Preuve d’une ascendance « super-archaïque »
Plus surprenant, le génome révèle des preuves de mélange avec une population d’hominidés encore plus ancienne qui s’est écartée de l’arbre généalogique humain avant la scission entre les Dénisoviens, les Néandertaliens et les humains modernes. Cela suggère une couche de complexité génétique plus profonde dans l’évolution humaine qu’on ne le pensait auparavant.
“Ce génome apporte la preuve concrète que les humains archaïques n’étaient pas isolés : ils se mélangeaient, se mélangeaient et se remplaçaient à plusieurs reprises”, explique le Dr Stéphane Peyrégne, chercheur principal.
Retracer l’ascendance dénisovienne dans les populations modernes
L’étude met également en lumière les raisons pour lesquelles les populations modernes portent l’ADN de Denisovan selon différents modèles.

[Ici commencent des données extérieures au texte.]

// =============================================================================
// mpkernel — x86_64 Bare-Metal Backend
// =============================================================================
//
//   cpu.rs       — per-core records, interrupt flag, CR3, idle
//   context.rs   — callee-saved register switch
//   usermode.rs  — trap entry stubs and the iretq return path
//
// Boot (GDT, TSS, IDT loading, APIC bring-up) is not part of this crate. It
// calls `install_trap_vectors` on its IDT and `register_trap_handler` once,
// passing its interrupt acknowledge and TSS RSP0 loader.
// =============================================================================

mod context;
mod cpu;
mod usermode;

pub use self::context::{switch, switch_to_fresh, Context};
pub use self::cpu::{
    activate_address_space, apic_id, disable_interrupts, enable_interrupts, flush_tlb,
    halt_forever, idle, interrupts_enabled, set_trap_stack, this_cpu,
};
pub use self::usermode::{enter_user, install_trap_vectors, register_trap_handler};
bitflags! {
    /// Hardware bits of a page-table entry.
    #[derive(Debug, Clone, Copy, PartialEq, Eq)]
    pub struct PageTableFlags: u64 {
        const PRESENT    = 1;
        const WRITABLE   = 1 << 1;
        const USER       = 1 << 2;
        const NO_CACHE   = 1 << 4;
        const HUGE_PAGE  = 1 << 7;
        const GLOBAL     = 1 << 8;
        const NO_EXECUTE = 1 << 63;
    }
}

impl PageTableFlags {
    pub const KERNEL_CODE: Self = Self::PRESENT.union(Self::GLOBAL);
    /// Kernel data, stacks and the direct map.
    pub const KERNEL_DATA: Self = Self::KERNEL_CODE.union(Self::WRITABLE).union(Self::NO_EXECUTE);
    const TABLE_KERNEL: Self = Self::PRESENT.union(Self::WRITABLE);
    const TABLE_USER: Self = Self::TABLE_KERNEL.union(Self::USER);
    pub const USER_RW: Self = Self::PRESENT.union(Self::WRITABLE).union(Self::USER);
    /// What a page copied into a child may keep from its source. Never more
    /// than the source had.
    pub const INHERITABLE: Self = Self::USER_RW.union(Self::NO_EXECUTE);
}

/// Bytes one entry at `level` maps.
const fn entry_span(level: usize) -> u64 {
    1 << (12 + 9 * level)
}

#[derive(Clone, Copy, PartialEq, Eq)]
#[repr(transparent)]
pub struct PageTableEntry(u64);

impl PageTableEntry {
    #[inline]
    pub fn flags(self) -> PageTableFlags {
        PageTableFlags::from_bits_truncate(self.0)
    }

    /// Only meaningful when present.
    #[inline]
    pub fn addr(self) -> PhysAddr {
        PhysAddr::new(self.0 & FRAME_BITS)
    }

    #[inline]
    pub fn frame(self) -> PhysFrame {
        PhysFrame::containing(self.addr())
    }

    #[inline]
    pub fn is_present(self) -> bool {
        self.flags().contains(PageTableFlags::PRESENT)
    }

    #[inline]
    pub fn is_huge(self) -> bool {
        self.flags().contains(PageTableFlags::HUGE_PAGE)
    }

    #[inline]
    pub fn set(&mut self, addr: PhysAddr, flags: PageTableFlags) {
        debug_assert!(addr.is_page_aligned(), "entry target {} is unaligned", addr);
        self.0 = addr.as_u64() & FRAME_BITS | flags.bits();
    }

    #[inline]
    pub fn set_flags(&mut self, flags: PageTableFlags) {
        self.set(self.addr(), flags);
    }

    #[inline]
    pub fn clear(&mut self) {
        *self = Self(0);
    }
}

impl core::fmt::Debug for PageTableEntry {
    fn fmt(&self, f: &mut core::fmt::Formatter<'_>) -> core::fmt::Result {
        match self.is_present() {
            true => f.debug_tuple("Entry").field(&self.addr()).field(&self.flags()).finish(),
            false => f.write_str("Entry(-)"),
        }
    }
}

/// A table at any level; exactly one frame.
#[repr(C, align(4096))]
pub struct PageTable([PageTableEntry; ENTRIES]);

impl PageTable {
    pub fn iter(&self) -> core::slice::Iter<'_, PageTableEntry> {
        self.0.iter()
    }
}

impl core::ops::Index<usize> for PageTable {
    type Output = PageTableEntry;
    fn index(&self, slot: usize) -> &PageTableEntry {
        &self.0[slot]
    }
}

impl core::ops::IndexMut<usize> for PageTable {
    fn index_mut(&mut self, slot: usize) -> &mut PageTableEntry {
        &mut self.0[slot]
    }
}

/// # Safety
/// `frame` holds a page table, and the caller creates no second mutable
/// reference to it while this one lives.
#[inline]
pub unsafe fn table_mut<'a>(frame: PhysFrame) -> &'a mut PageTable {
    // SAFETY: by the contract above.
    unsafe { &mut *frame.as_mut_ptr::<PageTable>() }
}

/// An empty table, or `None` when memory is exhausted.
pub fn new_table(frames: &dyn FrameAllocator) -> Option<PhysFrame> {
    pmm::allocate_zeroed(frames)
}

#[derive(Debug, Clone, Copy, PartialEq, Eq)]
pub enum MapError {
    AlreadyMapped,
    /// No frame left for an intermediate table.
    OutOfMemory,
    /// A large page occupies the path.
    HugePageConflict,
}

#[derive(Debug, Clone, Copy, PartialEq, Eq)]
pub enum UnmapError {
    NotMapped,
    HugePageConflict,
}

/// Where a walk toward a leaf ended.
pub enum Walk<'a> {
    /// The level-0 slot, present or not.
    Leaf(&'a mut PageTableEntry),
    /// A table on the path is absent, so the whole aligned `span` around
    /// the address is unmapped.
    Missing { span: u64 },
    /// A large page stands where a table was expected.
    Huge,
}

Les populations d’Océanie, d’Asie du Sud et d’Asie de l’Est ont toutes une ascendance dénisovienne, mais pas du même genre. Le nouveau génome contribue à expliquer cet écart. Les chercheurs ont identifié au moins trois sources dénisovanes distinctes, un groupe contribuant largement à l’ascendance en Asie de l’Est et au-delà. Une autre population, plus divergente, a contribué indépendamment à l’ADN des Océaniens et des Sud-Asiatiques.
Cela suggère que les ancêtres des Asiatiques de l’Est ont migré vers l’Asie par une route différente – probablement depuis le nord – tandis que les ancêtres des Océaniens ont traversé l’Asie du Sud plus tôt. L’analyse démontre de multiples migrations vers l’Asie, plutôt qu’un seul événement hors d’Afrique avec une contribution unifiée de Denisovan.

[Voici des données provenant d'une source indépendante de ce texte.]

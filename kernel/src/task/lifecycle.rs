// =============================================================================
// mpkernel — Process Lifecycle
// =============================================================================
//
// Creation, duplication, exit, reaping and kill requests.
//
//   allocate            Unused -> Embryo, kernel stack and trapframe
//   spawn_init          the ancestor: one page holding the boot image
//   duplicate           fork: eager deep copy of the caller
//   terminate           exit: release files, hand children to init, Zombie
//   await_child         wait: reap one zombie child, Zombie -> Unused
//   mark_for_termination  kill: set the flag, wake the target if asleep
//
// Termination is cooperative. A kill only sets a flag; the target acts on it
// at its next checkpoint (trap return, or the re-check inside a killable
// wait), never with the table lock held or halfway through editing its
// address space.
//
// =============================================================================

use core::mem;
use core::ptr::NonNull;
use core::sync::atomic::Ordering;

use crate::arch;
use crate::config::{KSTACK_SIZE, NOFILE};
use crate::error::KernelError;
use crate::fs::FileRef;
use crate::kernel::{Kernel, NO_INIT};
use crate::memory::address::PAGE_SIZE;
use crate::memory::pmm;
use crate::memory::space::AddressSpace;

use super::process::{Channel, EntryAction, Pid, ProcPrivate, ProcState, ProcessHandle};
use super::table::TableGuard;
use super::trapframe::TrapFrame;

impl Kernel {
    /// Claim an unused slot and give it a kernel stack.
    ///
    /// The new process is an `Embryo` whose first run will start in the
    /// fork-return trampoline. Its trapframe is zeroed.
    pub fn allocate(&self) -> Result<ProcessHandle, KernelError> {
        let (idx, pid) = {
            let mut table = self.procs.lock.lock();
            self.procs.claim(&mut table).ok_or(KernelError::NoFreeSlot)?
        };
        let slot = &self.procs.slots[idx];

        let Some(kstack) = pmm::allocate_zeroed(self.frames) else {
            let table = self.procs.lock.lock();
            slot.release(&table);
            return Err(KernelError::OutOfMemory);
        };

        // SAFETY: an Embryo belongs to the code that claimed it.
        let p = unsafe { slot.private() };
        let top = kstack.start().to_virt() + KSTACK_SIZE;
        let tf = (top - mem::size_of::<TrapFrame>() as u64).as_mut_ptr::<TrapFrame>();
        // SAFETY: the frame is ours and large enough for the trapframe.
        unsafe { tf.write(TrapFrame::default()) };
        p.kstack = Some(kstack);
        p.trapframe = NonNull::new(tf);
        p.context = arch::Context::new();
        p.entry = EntryAction::ForkReturn;

        klog::trace!("proc: allocated pid {} in slot {}", pid, idx);
        Ok(ProcessHandle { slot: idx, pid })
    }

    /// Create the ancestor of every other process from `image`, a program
    /// smaller than one page that starts executing at address zero.
    ///
    /// # Panics
    /// If called twice.
    pub fn spawn_init(&'static self, image: &[u8]) -> Result<ProcessHandle, KernelError> {
        if self.init.load(Ordering::Acquire) != NO_INIT {
            panic!("spawn_init: ancestor already exists");
        }
        let handle = self.allocate()?;
        let slot = &self.procs.slots[handle.slot];

        let space = AddressSpace::new(&self.kmap, self.frames).and_then(|mut space| {
            space.init_image(image)?;
            Ok(space)
        });
        let space = match space {
            Ok(space) => space,
            Err(err) => {
                self.discard(handle.slot);
                return Err(err.into());
            }
        };

        // SAFETY: still an Embryo, ours alone.
        let p = unsafe { slot.private() };
        p.space = Some(space);
        p.size = PAGE_SIZE;
        if let Some(tf) = p.trapframe {
            // SAFETY: the trapframe lives in the embryo's kernel stack.
            unsafe { tf.as_ptr().write(TrapFrame::user_entry(0, PAGE_SIZE)) };
        }
        p.cwd = Some(self.fs.root_dir());
        slot.set_name("initcode");

        self.init.store(handle.slot, Ordering::Release);
        let table = self.procs.lock.lock();
        slot.set_state(&table, ProcState::Runnable);
        drop(table);

        klog::info!("proc: init is pid {}", handle.pid);
        Ok(handle)
    }

    /// Fork the calling process.
    ///
    /// The child gets a deep copy of the caller's memory, the same open
    /// files and working directory, and the caller's registers with the
    /// return value forced to zero. On failure the caller is unaffected.
    pub fn duplicate(&'static self) -> Result<Pid, KernelError> {
        let parent_idx = self.this_proc();
        let parent = &self.procs.slots[parent_idx];
        let child = self.allocate()?;
        let child_slot = &self.procs.slots[child.slot];

        // SAFETY: the caller is the running parent; the child is an Embryo
        // this call created. Distinct slots, so the borrows do not alias.
        let (pp, cp) = unsafe { (parent.private(), child_slot.private()) };

        let copied = match pp.space.as_ref() {
            Some(space) => space.duplicate(pp.size),
            None => panic!("fork: pid {} has no address space", parent.pid()),
        };
        match copied {
            Ok(space) => cp.space = Some(space),
            Err(err) => {
                klog::debug!("fork: pid {} failed: {}", parent.pid(), err);
                self.discard(child.slot);
                return Err(err.into());
            }
        }
        cp.size = pp.size;

        if let (Some(ptf), Some(ctf)) = (pp.trapframe, cp.trapframe) {
            // SAFETY: both frames sit in kernel stacks owned by the two
            // processes; the parent's is not being written while we copy.
            unsafe {
                let mut regs = ptf.as_ptr().read();
                regs.rax = 0;
                ctf.as_ptr().write(regs);
            }
        }

        for (dst, src) in cp.ofile.iter_mut().zip(pp.ofile.iter()) {
            *dst = src.map(|file| self.fs.dup_file(file));
        }
        cp.cwd = pp.cwd.map(|dir| self.fs.dup_dir(dir));
        child_slot.copy_name_from(parent);

        let table = self.procs.lock.lock();
        child_slot.set_parent(&table, Some(parent_idx));
        child_slot.set_state(&table, ProcState::Runnable);
        drop(table);

        klog::debug!("fork: pid {} -> pid {}", parent.pid(), child.pid);
        Ok(child.pid)
    }

    /// Exit the calling process with `status`. Never returns; the parent
    /// collects the status through [`await_child`](Self::await_child).
    ///
    /// # Panics
    /// If the caller is the ancestor process.
    pub fn terminate(&self, status: i32) -> ! {
        let idx = self.this_proc();
        if idx == self.init.load(Ordering::Acquire) {
            panic!("init exiting");
        }
        let slot = &self.procs.slots[idx];

        // SAFETY: we are the running process.
        let p = unsafe { slot.private() };
        for file in p.ofile.iter_mut() {
            if let Some(file) = file.take() {
                self.fs.close_file(file);
            }
        }
        if let Some(dir) = p.cwd.take() {
            self.fs.release_dir(dir);
        }

        // The scheduler releases the lock once we have switched away, and
        // this frame never resumes to drop the guard.
        let table = mem::ManuallyDrop::new(self.procs.lock.lock());

        // The parent might be sleeping in await_child.
        if let Some(parent) = slot.parent() {
            self.wakeup_locked(&table, Channel::of(&self.procs.slots[parent]));
        }

        // Hand our children to init.
        let init = self.init.load(Ordering::Acquire);
        for child in self.procs.slots.iter() {
            if child.parent() == Some(idx) {
                child.set_parent(&table, Some(init));
                if child.state() == ProcState::Zombie {
                    self.wakeup_locked(&table, Channel::of(&self.procs.slots[init]));
                }
            }
        }

        slot.set_xstate(&table, status);
        slot.set_state(&table, ProcState::Zombie);
        klog::debug!("exit: pid {} status {}", slot.pid(), status);

        self.sched(&table, idx);
        panic!("zombie exit");
    }

    /// Wait for a child to exit and reap it.
    ///
    /// Returns the child's pid and exit status. Fails with `NoChildren` when
    /// the caller has none, and with `Killed` when the caller is marked for
    /// termination while no child has exited yet.
    pub fn await_child(&self) -> Result<(Pid, i32), KernelError> {
        let idx = self.this_proc();
        let me = &self.procs.slots[idx];
        let mut table = self.procs.lock.lock();
        loop {
            let mut have_kids = false;
            for (child_idx, child) in self.procs.slots.iter().enumerate() {
                if child.parent() != Some(idx) {
                    continue;
                }
                have_kids = true;
                if child.state() == ProcState::Zombie {
                    let found = (child.pid(), child.xstate());
                    self.reclaim(&table, child_idx);
                    klog::debug!("wait: pid {} reaped pid {}", me.pid(), found.0);
                    return Ok(found);
                }
            }

            if !have_kids {
                return Err(KernelError::NoChildren);
            }
            if me.killed() {
                return Err(KernelError::Killed);
            }
            table = self.sleep_locked(Channel::of(me), table);
        }
    }

    /// Ask process `pid` to terminate. A sleeping target is made runnable
    /// so it notices promptly.
    pub fn mark_for_termination(&self, pid: Pid) -> Result<(), KernelError> {
        let table = self.procs.lock.lock();
        let idx = self.procs.find(&table, pid).ok_or(KernelError::NoSuchProcess)?;
        let slot = &self.procs.slots[idx];
        slot.mark_killed();
        if slot.state() == ProcState::Sleeping {
            slot.set_state(&table, ProcState::Runnable);
        }
        Ok(())
    }

    /// Pid of the calling process.
    pub fn current_pid(&self) -> Option<Pid> {
        self.current().map(|handle| handle.pid)
    }

    /// User memory size of the calling process.
    pub fn current_size(&self) -> u64 {
        let idx = self.this_proc();
        // SAFETY: we are the running process.
        unsafe { self.procs.slots[idx].private() }.size
    }

    /// Grow (positive `delta`) or shrink the calling process's memory.
    /// Returns the new size.
    pub fn grow_current(&self, delta: i64) -> Result<u64, KernelError> {
        let idx = self.this_proc();
        // SAFETY: we are the running process.
        let p = unsafe { self.procs.slots[idx].private() };
        let old = p.size;
        let new = if delta >= 0 {
            old.checked_add(delta.unsigned_abs())
        } else {
            old.checked_sub(delta.unsigned_abs())
        }
        .ok_or(KernelError::LimitExceeded)?;

        let Some(space) = p.space.as_mut() else {
            panic!("sbrk: no address space");
        };
        p.size = if new >= old {
            space.grow(old, new)?
        } else {
            let size = space.shrink(old, new);
            arch::flush_tlb();
            size
        };
        Ok(p.size)
    }

    /// Copy `src` into the calling process's memory at `va`.
    pub fn copy_out_current(&self, va: u64, src: &[u8]) -> Result<(), KernelError> {
        self.with_current_space(|space| space.copy_out(va, src))
    }

    /// Copy the calling process's memory at `va` into `dst`.
    pub fn copy_in_current(&self, va: u64, dst: &mut [u8]) -> Result<(), KernelError> {
        self.with_current_space(|space| space.copy_in(va, dst))
    }

    fn with_current_space<R>(
        &self,
        f: impl FnOnce(&AddressSpace) -> Result<R, crate::error::VmError>,
    ) -> Result<R, KernelError> {
        let idx = self.this_proc();
        // SAFETY: we are the running process.
        let p = unsafe { self.procs.slots[idx].private() };
        match p.space.as_ref() {
            Some(space) => f(space).map_err(KernelError::from),
            None => Err(KernelError::BadAddress),
        }
    }

    /// Install `file` in the lowest free descriptor of the calling process.
    /// The process takes over the caller's reference.
    pub fn attach_file(&self, file: FileRef) -> Result<usize, KernelError> {
        let idx = self.this_proc();
        // SAFETY: we are the running process.
        let p = unsafe { self.procs.slots[idx].private() };
        let fd = p
            .ofile
            .iter()
            .position(Option::is_none)
            .ok_or(KernelError::NoFreeSlot)?;
        debug_assert!(fd < NOFILE);
        p.ofile[fd] = Some(file);
        Ok(fd)
    }

    /// Free everything a zombie still owns and return its slot.
    fn reclaim(&self, table: &TableGuard<'_>, idx: usize) {
        let slot = &self.procs.slots[idx];
        // SAFETY: the slot is a Zombie found under the table lock; its
        // process will never run again.
        self.free_private(unsafe { slot.private() });
        slot.release(table);
    }

    /// Undo a partly built embryo.
    fn discard(&self, idx: usize) {
        let slot = &self.procs.slots[idx];
        // SAFETY: the embryo has not been published as Runnable.
        self.free_private(unsafe { slot.private() });
        let table = self.procs.lock.lock();
        slot.release(&table);
    }

    fn free_private(&self, p: &mut ProcPrivate) {
        if let Some(space) = p.space.take() {
            space.destroy(p.size);
        }
        if let Some(kstack) = p.kstack.take() {
            self.frames.free_frame(kstack);
        }
        debug_assert!(p.ofile.iter().all(Option::is_none), "reclaim: files still open");
        debug_assert!(p.cwd.is_none(), "reclaim: cwd still held");
        *p = ProcPrivate::new();
    }
}

#[cfg(test)]
mod tests {
    use super::*;
    use crate::kernel::on_this_thread;
    use crate::sync::{pop_off, push_off};

    fn run_here(kernel: &Kernel, slot: usize) {
        push_off();
        kernel.mycpu().set_current(Some(slot));
        pop_off();
    }

    #[test]
    #[should_panic(expected = "init exiting")]
    fn the_ancestor_may_not_exit() {
        let kernel = on_this_thread();
        let init = kernel.spawn_init(&[0x90]).unwrap();
        run_here(kernel, init.slot);
        kernel.terminate(0);
    }

    #[test]
    #[should_panic(expected = "no current process")]
    fn exiting_outside_a_process_is_fatal() {
        let kernel = on_this_thread();
        kernel.terminate(0);
    }

    #[test]
    fn a_second_slot_gets_the_next_pid() {
        let kernel = on_this_thread();
        let init = kernel.spawn_init(&[0x90]).unwrap();
        let next = kernel.allocate().unwrap();
        assert_eq!(init.pid, Pid(1));
        assert_eq!(next.pid, Pid(2));
        assert_eq!(kernel.procs.slots[next.slot].state(), ProcState::Embryo);
        kernel.discard(next.slot);
        assert_eq!(kernel.procs.slots[next.slot].state(), ProcState::Unused);
    }
}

Gènes Denisovan chez les humains modernes
L’équipe a identifié des dizaines de régions dans les populations actuelles qui semblent avoir été façonnées par l’introgression dénisovienne. Plusieurs mutations spécifiques à Denisovan affectent les gènes liés à la forme crânienne, à la projection de la mâchoire et aux traits du visage, ce qui correspond aux preuves fossiles limitées. Certaines variantes génétiques étaient probablement bénéfiques et sont devenues très fréquentes chez les humains modernes grâce à la sélection naturelle.
Par exemple, l’étude a révélé des liens entre les allèles de Denisovan et des traits tels que la taille, la tension artérielle et le taux de cholestérol dans les populations modernes. Un changement réglementaire se situe à proximité de FOXP2, un gène impliqué dans le développement du cerveau, soulevant de nouvelles questions sur la cognition de Denisovan.

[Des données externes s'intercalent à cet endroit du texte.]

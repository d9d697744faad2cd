//! Simulated per-core state and the interrupt flag.

use std::boxed::Box;
use std::cell::Cell;
use std::sync::atomic::{AtomicUsize, Ordering};
use std::time::Duration;

use crate::arch::CpuLocal;
use crate::memory::address::{PhysFrame, VirtAddr};

std::thread_local! {
    static BOUND: Cell<Option<&'static CpuLocal>> = const { Cell::new(None) };
}

static NEXT_HW_ID: AtomicUsize = AtomicUsize::new(0);

/// A fresh simulated core with a process-wide unique hardware id.
pub fn new_core() -> &'static CpuLocal {
    let hw_id = NEXT_HW_ID.fetch_add(1, Ordering::Relaxed);
    Box::leak(Box::new(CpuLocal::new(hw_id)))
}

/// Make the calling thread the one running on `cpu`.
pub fn bind_core(cpu: &'static CpuLocal) {
    BOUND.with(|bound| bound.set(Some(cpu)));
}

/// The core the calling thread runs on.
///
/// Threads that were never bound (test threads, the tick source) get a
/// private core of their own on first use, so locks work from anywhere.
pub fn this_cpu() -> &'static CpuLocal {
    BOUND.with(|bound| match bound.get() {
        Some(cpu) => cpu,
        None => {
            let cpu = new_core();
            bound.set(Some(cpu));
            cpu
        }
    })
}

pub fn interrupts_enabled() -> bool {
    this_cpu().interrupts.load(Ordering::Relaxed)
}

pub fn enable_interrupts() {
    this_cpu().interrupts.store(true, Ordering::Relaxed);
}

pub fn disable_interrupts() {
    this_cpu().interrupts.store(false, Ordering::Relaxed);
}

pub fn activate_address_space(root: PhysFrame) {
    this_cpu().active_root.store(root.start().as_u64(), Ordering::Relaxed);
}

pub fn set_trap_stack(top: VirtAddr) {
    this_cpu().trap_stack.store(top.as_u64(), Ordering::Relaxed);
}

pub fn flush_tlb() {}

/// Nothing runnable: back off briefly so process threads get host CPU time.
/// Once the machine is halted the core stays parked.
pub fn idle() {
    if this_cpu().halted.load(Ordering::Acquire) {
        halt_forever();
    }
    std::thread::sleep(Duration::from_micros(200));
}

/// Stop `cpu` the next time it goes idle.
pub fn halt_core(cpu: &CpuLocal) {
    cpu.halted.store(true, Ordering::Release);
}

pub fn halt_forever() -> ! {
    loop {
        std::thread::park();
    }
}
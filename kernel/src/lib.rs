// =============================================================================
// mpkernel — Process and Memory Core
// =============================================================================
//
// Module map:
//
//   arch/      processor interface (bare metal x86_64, or hosted threads)
//   config     limits and boot-time parameters
//   error      recoverable failures
//   fs         the file layer as seen from here
//   kernel     the `Kernel` value tying it all together
//   memory/    frames, page tables, the kernel template, address spaces
//   sync/      spin lock with per-core interrupt nesting, sleep lock
//   task/      process table, scheduler, sleep/wakeup, lifecycle, traps
//   hosted/    simulated machine for running the core on a host OS
//
// The crate is `no_std` on bare-metal targets and links `std` everywhere
// else, which is where the hosted machine and the test suite live.
// =============================================================================

#![cfg_attr(target_os = "none", no_std)]

extern crate alloc;

pub mod arch;
pub mod config;
pub mod error;
pub mod fs;
pub mod kernel;
pub mod memory;
pub mod sync;
pub mod task;

#[cfg(not(target_os = "none"))]
pub mod hosted;

#[cfg(target_os = "none")]
mod util;

pub use crate::error::{KernelError, VmError};
pub use crate::kernel::Kernel;
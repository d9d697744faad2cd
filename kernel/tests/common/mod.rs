//! Shared helpers for the hosted-machine tests.
//!
//! User programs run on process threads, where a failed assertion would
//! take the whole test binary down. They only record what they see into a
//! [`Log`]; the test thread polls it with `Machine::wait_for` and asserts.

#![allow(dead_code)]

use std::sync::{Arc, Mutex, MutexGuard};
use std::time::Duration;

use mpkernel::hosted::{Machine, MachineConfig, UserMode};

pub const TIMEOUT: Duration = Duration::from_secs(30);

/// Observations shared between user programs and the test thread.
pub struct Log<T>(Arc<Mutex<T>>);

impl<T> Clone for Log<T> {
    fn clone(&self) -> Self {
        Self(Arc::clone(&self.0))
    }
}

impl<T: Default> Log<T> {
    pub fn new() -> Self {
        Self(Arc::new(Mutex::new(T::default())))
    }
}

impl<T> Log<T> {
    pub fn get(&self) -> MutexGuard<'_, T> {
        self.0.lock().unwrap()
    }
}

impl<T: Clone> Log<T> {
    pub fn snapshot(&self) -> T {
        self.get().clone()
    }
}

/// Send warnings and errors to stderr; cargo shows them for failing tests.
pub fn init_logging() {
    klog::set_max_level(klog::Level::Warn);
    klog::set_sink(|text| eprint!("{}", text));
}

pub fn boot<F>(config: MachineConfig, init: F) -> Machine
where
    F: Fn(&mut UserMode) + Send + Sync + 'static,
{
    init_logging();
    Machine::boot(config, init).unwrap()
}

pub fn machine(config: MachineConfig) -> Machine {
    init_logging();
    Machine::new(config).unwrap()
}

/// Slot of the process running `user`.
pub fn slot_of(user: &UserMode) -> Option<usize> {
    user.kernel().current().map(|handle| handle.slot)
}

Implications pour l’évolution humaine
Le génome de haute qualité de Denisova 25 constitue une réalisation historique en paléogénomique. En le comparant au génome plus jeune de Denisovan, les scientifiques ont découvert une histoire beaucoup plus complexe et fluide des premières interactions humaines qu’on ne l’imaginait auparavant. Cette recherche souligne que les anciens humains n’étaient pas des groupes isolés mais des populations dynamiques qui se mélangeaient, migraient et se remplaçaient les unes les autres sur des dizaines de milliers d’années. Les résultats soulignent également l’importance d’étudier l’ADN ancien pour comprendre l’histoire complète de l’évolution humaine.
Le génome de Denisovan continue de fournir des indices sur le patrimoine génétique des humains modernes, offrant de nouvelles perspectives sur les adaptations, les susceptibilités aux maladies et même les traits physiques façonnés par des croisements anciens.